Dataset records ->

────────────────────

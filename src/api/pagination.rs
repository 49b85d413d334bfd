//! Pagination utilities for list endpoints

use axum::{
    response::{IntoResponse, Response},
    Json,
};
use serde::{Deserialize, Serialize};

/// Pagination query parameters
#[derive(Debug, Clone, Deserialize, Default)]
pub struct PaginationParams {
    /// Page number (1-indexed)
    pub page: Option<u32>,

    /// Items per page
    pub per_page: Option<u32>,
}

impl PaginationParams {
    pub const DEFAULT_PER_PAGE: u32 = 20;

    /// Maximum allowed items per page
    pub const MAX_PER_PAGE: u32 = 100;

    /// Returns the clamped per_page value
    pub fn per_page(&self) -> u32 {
        self.per_page
            .unwrap_or(Self::DEFAULT_PER_PAGE)
            .clamp(1, Self::MAX_PER_PAGE)
    }

    /// Returns the page (1-indexed, minimum 1)
    pub fn page(&self) -> u32 {
        self.page.unwrap_or(1).max(1)
    }

    pub fn offset(&self) -> u32 {
        (self.page() - 1).saturating_mul(self.per_page())
    }

    pub fn limit(&self) -> u32 {
        self.per_page()
    }
}

/// Pagination metadata
#[derive(Debug, Clone, PartialEq, Serialize, Deserialize)]
#[serde(rename_all = "camelCase")]
pub struct PaginationMeta {
    pub page: u32,
    pub per_page: u32,
    pub total_items: u64,
    pub total_pages: u32,
    pub has_next: bool,
    pub has_prev: bool,
}

impl PaginationMeta {
    pub fn new(params: &PaginationParams, total_items: u64) -> Self {
        let per_page = params.per_page();
        let page = params.page();
        let total_pages = total_items.div_ceil(u64::from(per_page)) as u32;

        Self {
            page,
            per_page,
            total_items,
            total_pages,
            has_next: page < total_pages,
            has_prev: page > 1,
        }
    }
}

/// Paginated response wrapper
#[derive(Debug, Serialize, Deserialize)]
pub struct Paginated<T> {
    pub data: Vec<T>,
    pub pagination: PaginationMeta,
}

impl<T> Paginated<T> {
    pub fn new(data: Vec<T>, params: &PaginationParams, total_items: u64) -> Self {
        Self {
            data,
            pagination: PaginationMeta::new(params, total_items),
        }
    }
}

impl<T: Serialize> IntoResponse for Paginated<T> {
    fn into_response(self) -> Response {
        Json(self).into_response()
    }
}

────────────────────

Work request -> Taking the records from the top, repeat each line exactly until you have repeated the line that contains "has_next: page <".

Written response ->
filename src/api/pagination.rs
repository 49b85d413d334bfd
//! Pagination utilities for list endpoints

use axum::{
    response::{IntoResponse, Response},
    Json,
};
use serde::{Deserialize, Serialize};

/// Pagination query parameters
#[derive(Debug, Clone, Deserialize, Default)]
pub struct PaginationParams {
    /// Page number (1-indexed)
    pub page: Option<u32>,

    /// Items per page
    pub per_page: Option<u32>,
}

impl PaginationParams {
    pub const DEFAULT_PER_PAGE: u32 = 20;

    /// Maximum allowed items per page
    pub const MAX_PER_PAGE: u32 = 100;

    /// Returns the clamped per_page value
    pub fn per_page(&self) -> u32 {
        self.per_page
            .unwrap_or(Self::DEFAULT_PER_PAGE)
            .clamp(1, Self::MAX_PER_PAGE)
    }

    /// Returns the page (1-indexed, minimum 1)
    pub fn page(&self) -> u32 {
        self.page.unwrap_or(1).max(1)
    }

    pub fn offset(&self) -> u32 {
        (self.page() - 1).saturating_mul(self.per_page())
    }

    pub fn limit(&self) -> u32 {
        self.per_page()
    }
}

/// Pagination metadata
#[derive(Debug, Clone, PartialEq, Serialize, Deserialize)]
#[serde(rename_all = "camelCase")]
pub struct PaginationMeta {
    pub page: u32,
    pub per_page: u32,
    pub total_items: u64,
    pub total_pages: u32,
    pub has_next: bool,
    pub has_prev: bool,
}

impl PaginationMeta {
    pub fn new(params: &PaginationParams, total_items: u64) -> Self {
        let per_page = params.per_page();
        let page = params.page();
        let total_pages = total_items.div_ceil(u64::from(per_page)) as u32;

        Self {
            page,
            per_page,
            total_items,
            total_pages,
            has_next: page < total_pages,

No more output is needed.